Heady heady healdine lixi

The denial by ANC president Jacob Zuma's lawyer that he got secret tape recordings from the National Intelligence Agency's deputy head warranted an investigation, the DA said yesterday.

The denial by ANC president Jacob Zuma's lawyer that he got secret tape recordings from the National Intelligence Agency's deputy head warranted an investigation, the DA said yesterday.

Zuma's lawyer Michael Hulley denied that it was NIA deputy head Arthur Fraser who gave him secret tape recordings, according to a Sunday Independent report.

"The DA believes that the comments made by Michael Hulley in the weekend press provide yet further evidence that the actions of both Mr Hulley and the intelligence services need to be investigated for possible wrongdoing," said Dianne Kohler Barnard, party spokesperson on safety and security.

The newspaper quoted Hulley as saying: "I've never met the guy [Fraser]. I didn't know that such a person existed. This is the first time I've heard his name".

On allegations that Fraser gave him the tapes, Hulley said: "Categorically, no. Not even that possibility existed.
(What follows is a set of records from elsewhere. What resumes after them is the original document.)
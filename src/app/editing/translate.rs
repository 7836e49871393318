//! Verschiebe-Werkzeug: zieht ein Ziel-Feature als Ganzes.

use glam::DVec2;

use crate::core::{Feature, FeatureId, FeatureMap, PointerEvent};

#[derive(Debug, Clone)]
struct MoveDrag {
    feature: FeatureId,
    last: DVec2,
    original: Feature,
}

/// Verschiebt eines der Ziel-Features per Drag.
#[derive(Debug, Clone, Default)]
pub struct MoveTool {
    targets: Vec<FeatureId>,
    pick_tolerance_px: f64,
    drag: Option<MoveDrag>,
}

impl MoveTool {
    pub fn new(targets: Vec<FeatureId>, pick_tolerance_px: f64) -> Self {
        Self {
            targets,
            pick_tolerance_px,
            drag: None,
        }
    }

    pub fn targets(&self) -> &[FeatureId] {
        &self.targets
    }

    pub fn is_dragging(&self) -> bool {
        self.drag.is_some()
    }

    /// Startet den Drag, wenn ein Ziel-Feature unter dem Zeiger liegt.
    pub fn pointer_down(&mut self, map: &FeatureMap, event: &PointerEvent) -> bool {
        let hit = map
            .features_at_pixel(event.pixel, self.pick_tolerance_px)
            .into_iter()
            .find(|id| self.targets.contains(id));
        let Some(feature) = hit else {
            return false;
        };
        let Some(original) = map.feature(&feature).cloned() else {
            return false;
        };
        self.drag = Some(MoveDrag {
            feature,
            last: event.coordinate,
            original,
        });
        true
    }

    pub fn pointer_drag(&mut self, map: &mut FeatureMap, event: &PointerEvent) {
        let Some(drag) = self.drag.as_mut() else {
            return;
        };
        if let Some(feature) = map.feature_mut(&drag.feature) {
            feature.geometry.translate(event.coordinate - drag.last);
        }
        drag.last = event.coordinate;
    }

    /// Beendet die Geste. Liefert das Feature vor dem Verschieben.
    pub fn pointer_up(&mut self) -> Option<Feature> {
        self.drag.take().map(|drag| drag.original)
    }
}
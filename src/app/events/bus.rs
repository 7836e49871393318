//! Typisierter Publish/Subscribe-Kanal pro Komponente.

use std::fmt;

/// Handle eines Abonnements (für `unsubscribe`).
#[derive(Debug, Clone, Copy, PartialEq, Eq, Hash)]
pub struct SubscriberId(u64);

type Listener<E> = Box<dyn FnMut(&E)>;

/// Event-Kanal mit stark typisierten Payloads.
///
/// Listener werden synchron in Anmeldereihenfolge aufgerufen.
pub struct EventBus<E> {
    next_id: u64,
    listeners: Vec<(SubscriberId, Listener<E>)>,
}

impl<E> EventBus<E> {
    pub fn new() -> Self {
        Self {
            next_id: 0,
            listeners: Vec::new(),
        }
    }

    /// Meldet einen Listener an.
    pub fn subscribe(&mut self, listener: impl FnMut(&E) + 'static) -> SubscriberId {
        let id = SubscriberId(self.next_id);
        self.next_id += 1;
        self.listeners.push((id, Box::new(listener)));
        id
    }

    /// Meldet einen Listener ab. `false` wenn die ID unbekannt ist.
    pub fn unsubscribe(&mut self, id: SubscriberId) -> bool {
        let before = self.listeners.len();
        self.listeners.retain(|(sid, _)| *sid != id);
        self.listeners.len() != before
    }

    /// Verteilt ein Event an alle Listener.
    pub fn emit(&mut self, event: &E) {
        for (_, listener) in self.listeners.iter_mut() {
            listener(event);
        }
    }

    pub fn listener_count(&self) -> usize {
        self.listeners.len()
    }
}

impl<E> Default for EventBus<E> {
    fn default() -> Self {
        Self::new()
    }
}

impl<E> fmt::Debug for EventBus<E> {
    fn fmt(&self, f: &mut fmt::Formatter<'_>) -> fmt::Result {
        f.debug_struct("EventBus")
            .field("listeners", &self.listeners.len())
            .finish()
    }
}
There is no causal link, not even in the most obtuse way."

This, according to Kohler Barnard, implied that the tapes "were produced by private individuals outside the state intelligence services".

"How does a private citizen have such extensive knowledge of the intelligence services that he could claim to know for certain that a particular intelligence official - who, incidentally, he claims he has never heard of before - was not involved in the production of certain intelligence material? "... Unless, that is, the tapes were produced by private individuals outside of the state intelligence services," she said.

"If that were the case, it would itself warrant a criminal investigation since the interception of communication is strictly regulated by legislation and can rarely be conducted by private individuals."

She slammed Hulley for saying that the DA's move to file charges in terms of the Regulation of Interception of Communications and Provision of Communication Related Information Act 70 of 2002, implied that he knew who the sources of the tapes were.

Hulley dismissed the DA's move as "ill-informed and ludicrous".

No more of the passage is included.